I recently had a talk with my doctor about the use of antibiotics, especially those used on animals in the meat industry. 80% of the antibiotics in the U.S. go to this purpose. Why? Is it because the animals are getting sick or to prevent the spread of sickness? No, the antibiotics are given in low doses over the life of the animal because it makes them grow faster! Not only is this ridiculous, using human drugs needlessly on animals just to make them grow faster so they can be slaughtered quicker, it’s a clear path to the creation of antibiotic resistant strains of bacteria!
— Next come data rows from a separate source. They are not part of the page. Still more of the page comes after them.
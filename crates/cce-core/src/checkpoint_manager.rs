//! Deterministic, Provider-free transformations on the checkpoint list:
//! aging, textual re-summarization, and merging. Mirrors the teacher's
//! `prune_tool_results` style of pure, synchronous string surgery rather
//! than anything that calls out to a model.

use chrono::Utc;
use uuid::Uuid;

use cce_schema::{Checkpoint, CheckpointLevel, Message};

const AGE_TO_MERGED: u32 = 6;
const AGE_TO_MODERATE: u32 = 3;

fn header(range_start: usize, range_end: usize) -> String {
    format!("[Checkpoint {range_start}..{range_end}]")
}

/// Keeps the first 5 lines of the existing summary plus up to 3 key
/// decisions, reformatted under a `[Checkpoint <range>]` header.
pub fn moderate_summary(checkpoint: &Checkpoint) -> String {
    let body = checkpoint.summary.text();
    let kept_lines: Vec<&str> = body.lines().take(5).collect();
    let mut out = format!("{}\n{}", header(checkpoint.range_start, checkpoint.range_end), kept_lines.join("\n"));
    for decision in checkpoint.key_decisions.iter().take(3) {
        out.push_str("\n- ");
        out.push_str(decision);
    }
    out
}

/// Keeps only the first line of the existing summary, truncated to 100
/// characters, with the `[Checkpoint <range>]` header.
pub fn compact_summary(checkpoint: &Checkpoint) -> String {
    let body = checkpoint.summary.text();
    let first_line = body.lines().next().unwrap_or("");
    let truncated: String = first_line.chars().take(100).collect();
    format!("{}\n{}", header(checkpoint.range_start, checkpoint.range_end), truncated)
}

pub struct CheckpointManager<'a> {
    token_counter: &'a crate::token_counter::TokenCounter,
}

impl<'a> CheckpointManager<'a> {
    pub fn new(token_counter: &'a crate::token_counter::TokenCounter) -> Self {
        Self { token_counter }
    }

    /// Ages every checkpoint in place against the current total compression
    /// count. Monotone: level never increases, compression_count never
    /// decreases (I5/P4).
    pub fn age_all(&self, checkpoints: &mut [Checkpoint], total_compressions: usize) {
        for checkpoint in checkpoints.iter_mut() {
            let age = total_compressions.saturating_sub(checkpoint.compression_number) as u32;

            if age >= AGE_TO_MERGED && checkpoint.level >= CheckpointLevel::Two {
                self.apply_level(checkpoint, CheckpointLevel::One, compact_summary(checkpoint));
            } else if age >= AGE_TO_MODERATE && checkpoint.level == CheckpointLevel::Three {
                self.apply_level(checkpoint, CheckpointLevel::Two, moderate_summary(checkpoint));
            }
        }
    }

    fn apply_level(&self, checkpoint: &mut Checkpoint, level: CheckpointLevel, new_text: String) {
        checkpoint.level = level;
        checkpoint.summary = Message::system(new_text);
        checkpoint.current_tokens = self.token_counter.count_message(&checkpoint.summary);
        checkpoint.compression_count += 1;
        checkpoint.last_aged_at = Utc::now();
    }

    /// Deterministic one-level-down compaction used by emergency
    /// compression: every checkpoint with level > 1 drops one level via the
    /// textual rules above, without consulting `total_compressions`.
    pub fn compact_one_level(&self, checkpoint: &mut Checkpoint) {
        let next = match checkpoint.level {
            CheckpointLevel::Three => Some((CheckpointLevel::Two, moderate_summary(checkpoint))),
            CheckpointLevel::Two => Some((CheckpointLevel::One, compact_summary(checkpoint))),
            CheckpointLevel::One | CheckpointLevel::Merged => None,
        };
        if let Some((level, text)) = next {
            self.apply_level(checkpoint, level, text);
        }
    }

    /// Replaces every level-1 checkpoint with a single merged checkpoint,
    /// preserving list order: the merged checkpoint occupies the position of
    /// the oldest contributor.
    pub fn merge_all_level_1_checkpoints(&self, checkpoints: &mut Vec<Checkpoint>) {
        let level_one_indices: Vec<usize> = checkpoints
            .iter()
            .enumerate()
            .filter(|(_, c)| c.level == CheckpointLevel::One)
            .map(|(i, _)| i)
            .collect();

        if level_one_indices.len() < 2 {
            return;
        }

        let merged = self.merge(checkpoints, &level_one_indices);
        let insert_at = level_one_indices[0];

        for &idx in level_one_indices.iter().rev() {
            checkpoints.remove(idx);
        }
        checkpoints.insert(insert_at, merged);
    }

    fn merge(&self, checkpoints: &[Checkpoint], indices: &[usize]) -> Checkpoint {
        let contributors: Vec<&Checkpoint> = indices.iter().map(|&i| &checkpoints[i]).collect();
        let first = contributors.first().expect("at least one contributor");
        let last = contributors.last().expect("at least one contributor");

        let combined_summary = contributors
            .iter()
            .map(|c| c.summary.text())
            .collect::<Vec<_>>()
            .join("\n---\n");
        let combined_text = format!(
            "{}\n{}",
            header(first.range_start, last.range_end),
            combined_summary
        );

        let mut key_decisions = Vec::new();
        let mut files_modified = Vec::new();
        for c in &contributors {
            for d in &c.key_decisions {
                if key_decisions.len() < cce_schema::checkpoint::MAX_KEY_DECISIONS && !key_decisions.contains(d) {
                    key_decisions.push(d.clone());
                }
            }
            for f in &c.files_modified {
                if files_modified.len() < cce_schema::checkpoint::MAX_FILES_MODIFIED && !files_modified.contains(f) {
                    files_modified.push(f.clone());
                }
            }
        }

        let original_tokens: usize = contributors.iter().map(|c| c.original_tokens).sum();
        let max_compression_count = contributors.iter().map(|c| c.compression_count).max().unwrap_or(0);
        let summary = Message::system(combined_text);
        let current_tokens = self.token_counter.count_message(&summary);

        Checkpoint {
            id: Uuid::new_v4(),
            level: CheckpointLevel::Merged,
            range_start: first.range_start,
            range_end: last.range_end,
            summary,
            original_tokens,
            current_tokens,
            compression_count: max_compression_count + 1,
            compression_number: first.compression_number,
            key_decisions,
            files_modified,
            created_at: Utc::now(),
            last_aged_at: Utc::now(),
        }
    }

    /// Enforces the per-tier checkpoint cap by merging the oldest
    /// checkpoints pairwise, in order, until the count fits.
    pub fn enforce_tier_cap(&self, checkpoints: &mut Vec<Checkpoint>, cap: usize) {
        while checkpoints.len() > cap && checkpoints.len() >= 2 {
            let a = checkpoints.remove(0);
            let b = checkpoints.remove(0);
            let merged = self.merge_pair(&a, &b);
            checkpoints.insert(0, merged);
        }
    }

    fn merge_pair(&self, a: &Checkpoint, b: &Checkpoint) -> Checkpoint {
        let (first, second) = if a.range_start <= b.range_start { (a, b) } else { (b, a) };
        let combined_text = format!(
            "{}\n{}\n---\n{}",
            header(first.range_start, second.range_end),
            first.summary.text(),
            second.summary.text()
        );

        let mut key_decisions = first.key_decisions.clone();
        for d in &second.key_decisions {
            if key_decisions.len() < cce_schema::checkpoint::MAX_KEY_DECISIONS && !key_decisions.contains(d) {
                key_decisions.push(d.clone());
            }
        }
        let mut files_modified = first.files_modified.clone();
        for f in &second.files_modified {
            if files_modified.len() < cce_schema::checkpoint::MAX_FILES_MODIFIED && !files_modified.contains(f) {
                files_modified.push(f.clone());
            }
        }

        let summary = Message::system(combined_text);
        let current_tokens = self.token_counter.count_message(&summary);

        Checkpoint {
            id: Uuid::new_v4(),
            level: first.level.min(second.level),
            range_start: first.range_start,
            range_end: second.range_end,
            summary,
            original_tokens: first.original_tokens + second.original_tokens,
            current_tokens,
            compression_count: first.compression_count.max(second.compression_count) + 1,
            compression_number: first.compression_number.min(second.compression_number),
            key_decisions,
            files_modified,
            created_at: Utc::now(),
            last_aged_at: Utc::now(),
        }
    }
}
The importance of using antibiotics wisely can’t be stressed enough. When you go to the doctor and get a prescription for antibiotics, they always tell you to finish the entire bottle, even if you begin to feel better sooner. This is because you may begin to feel better before the bad bacteria is completely wiped out. Even with your body on the path to recovery, your immune system could help finish off the bacteria, but if you don’t finish that bottle of antibiotics and make sure the strain is completely gone, the strain could develop a resistance to antibiotics.

It’s similar to how a flu shot is supposed to work. The body is injected with just enough of the virus to build up a resistance to it. It doesn’t guarantee you won’t get the flu, but it’s supposed to help lower your chances. Well, the same things happens to the strains of bacteria when they get a low dose of antibiotics. By now it should be easy to see why giving animals low doses of antibiotics can be a problem. These doses aren’t usually enough to kill off strains of bacteria, and in the end they could very possibly be making the strains of bacteria stronger. Many of these animals are also given hormones, and the meat is treated with additives, “flavor enhancers,” and probably a few other chemicals. Because the animals are raised confined in small cages, forced to grow unnaturally fast, and given so many chemical additives, you don’t really know what you’re getting when you get to the grocery store, and the taste will be far from ideal.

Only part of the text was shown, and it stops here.